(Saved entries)
++++++++

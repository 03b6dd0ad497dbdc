//! Invocation settings assembled from the command line.

use std::path::PathBuf;

use bz_core::options::{CompressionOptions, DecompressionOptions};

use crate::Action;

/// Configuration for one CLI run: a single file, a single direction.
#[derive(Debug, Clone)]
pub struct CliConfig {
    /// What to do with the input
    pub action: Action,
    /// File to read
    pub input: PathBuf,
    /// File to create or truncate
    pub output: PathBuf,
    /// Codec settings used for `a`
    pub compression: CompressionOptions,
    /// Codec settings used for `e`
    pub decompression: DecompressionOptions,
}

impl CliConfig {
    /// A configuration with default codec settings.
    pub fn new(action: Action, input: impl Into<PathBuf>, output: impl Into<PathBuf>) -> Self {
        Self {
            action,
            input: input.into(),
            output: output.into(),
            compression: CompressionOptions::default(),
            decompression: DecompressionOptions::default(),
        }
    }
}
//! bzip2 single-file compressor
//!
//! `bz a <input> <output>` compresses, `bz e <input> <output>` extracts.

use std::process;

use clap::error::ErrorKind;
use log::LevelFilter;

mod opts;

use opts::BzOpts;

use bz_cli::{format_failure, parse_invocation, run, usage, Error, EXIT_OK, EXIT_USAGE};
use bz_core::progress::Gauge;
use bz_core::signal::{install_interrupt_handler, CancelToken};

const PROGRAM_NAME: &str = "bz";

fn main() {
    let mut builder = env_logger::Builder::from_default_env();
    if std::env::var("RUST_LOG").is_err() {
        builder.filter(None, LevelFilter::Warn);
    }
    builder.init();

    let args = match BzOpts::try_parse() {
        Ok(opts) => opts.args,
        Err(err) if matches!(err.kind(), ErrorKind::DisplayHelp | ErrorKind::DisplayVersion) => {
            err.exit()
        }
        Err(err) => {
            log::debug!("{err}");
            print!("{}", usage(PROGRAM_NAME));
            process::exit(EXIT_USAGE);
        }
    };

    let config = match parse_invocation(&args) {
        Ok(config) => config,
        Err(Error::Usage) => {
            print!("{}", usage(PROGRAM_NAME));
            process::exit(EXIT_USAGE);
        }
        Err(err) => {
            eprintln!("Error: {err}");
            process::exit(EXIT_USAGE);
        }
    };

    if let Err(err) = install_interrupt_handler() {
        log::warn!("cannot install interrupt handler: {err}");
    }

    let mut gauge = Gauge::stdout();
    let result = run(&config, &mut gauge, CancelToken::global());
    gauge.finish();

    match result {
        Ok(summary) => {
            log::info!(
                "{} -> {} bytes ({:.1}% saved)",
                summary.bytes_read,
                summary.bytes_written,
                summary.space_saved_percent()
            );
            println!("{}", config.action.done_message());
        }
        // The operation has already reported its failure; the exit status stays 0.
        Err(err) => eprintln!("{}", format_failure(config.action, &err)),
    }

    process::exit(EXIT_OK);
}
//! Command-line arguments for the Quote Server.
//!
//! Every flag is optional; running the binary bare serves `/cotacao` on port 8080 with
//! the default upstream, database file and budgets.
use clap::Parser;
use quote_common::net::{self, DB_FILE, FETCH_TIMEOUT_MS, SERVER_PORT, STORE_TIMEOUT_MS, UPSTREAM_URL};
use quote_common::{QuoteError, Result};

/// Parsed command-line arguments.
#[derive(Debug, Parser)]
#[command(version, about, long_about = None)]
pub struct Args {
    /// Address to listen on.
    #[clap(long, default_value_t = net::addr("0.0.0.0", SERVER_PORT))]
    pub bind: String,

    /// Upstream currency API returning the USD/BRL quote.
    #[clap(long, default_value = UPSTREAM_URL)]
    pub upstream_url: String,

    /// SQLite file fetched quotes are recorded in.
    #[clap(long, default_value = DB_FILE)]
    pub db_path: String,

    /// Budget for each upstream fetch, in milliseconds.
    #[clap(long, default_value_t = FETCH_TIMEOUT_MS)]
    pub fetch_timeout_ms: u64,

    /// Budget for each database write, in milliseconds.
    #[clap(long, default_value_t = STORE_TIMEOUT_MS)]
    pub store_timeout_ms: u64,
}

impl Args {
    /// Reject budgets that could never succeed.
    pub fn validate(&self) -> Result<()> {
        if self.fetch_timeout_ms == 0 || self.store_timeout_ms == 0 {
            return Err(QuoteError::Config(
                "timeouts must be greater than zero".to_string(),
            ));
        }
        Ok(())
    }
}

++++++++

> _Problem_
Search the records for the string "summary" and report each line that has it.

> _Answer for the task_
        Ok(summary) => {
                summary.bytes_read,
                summary.bytes_written,
                summary.space_saved_percent()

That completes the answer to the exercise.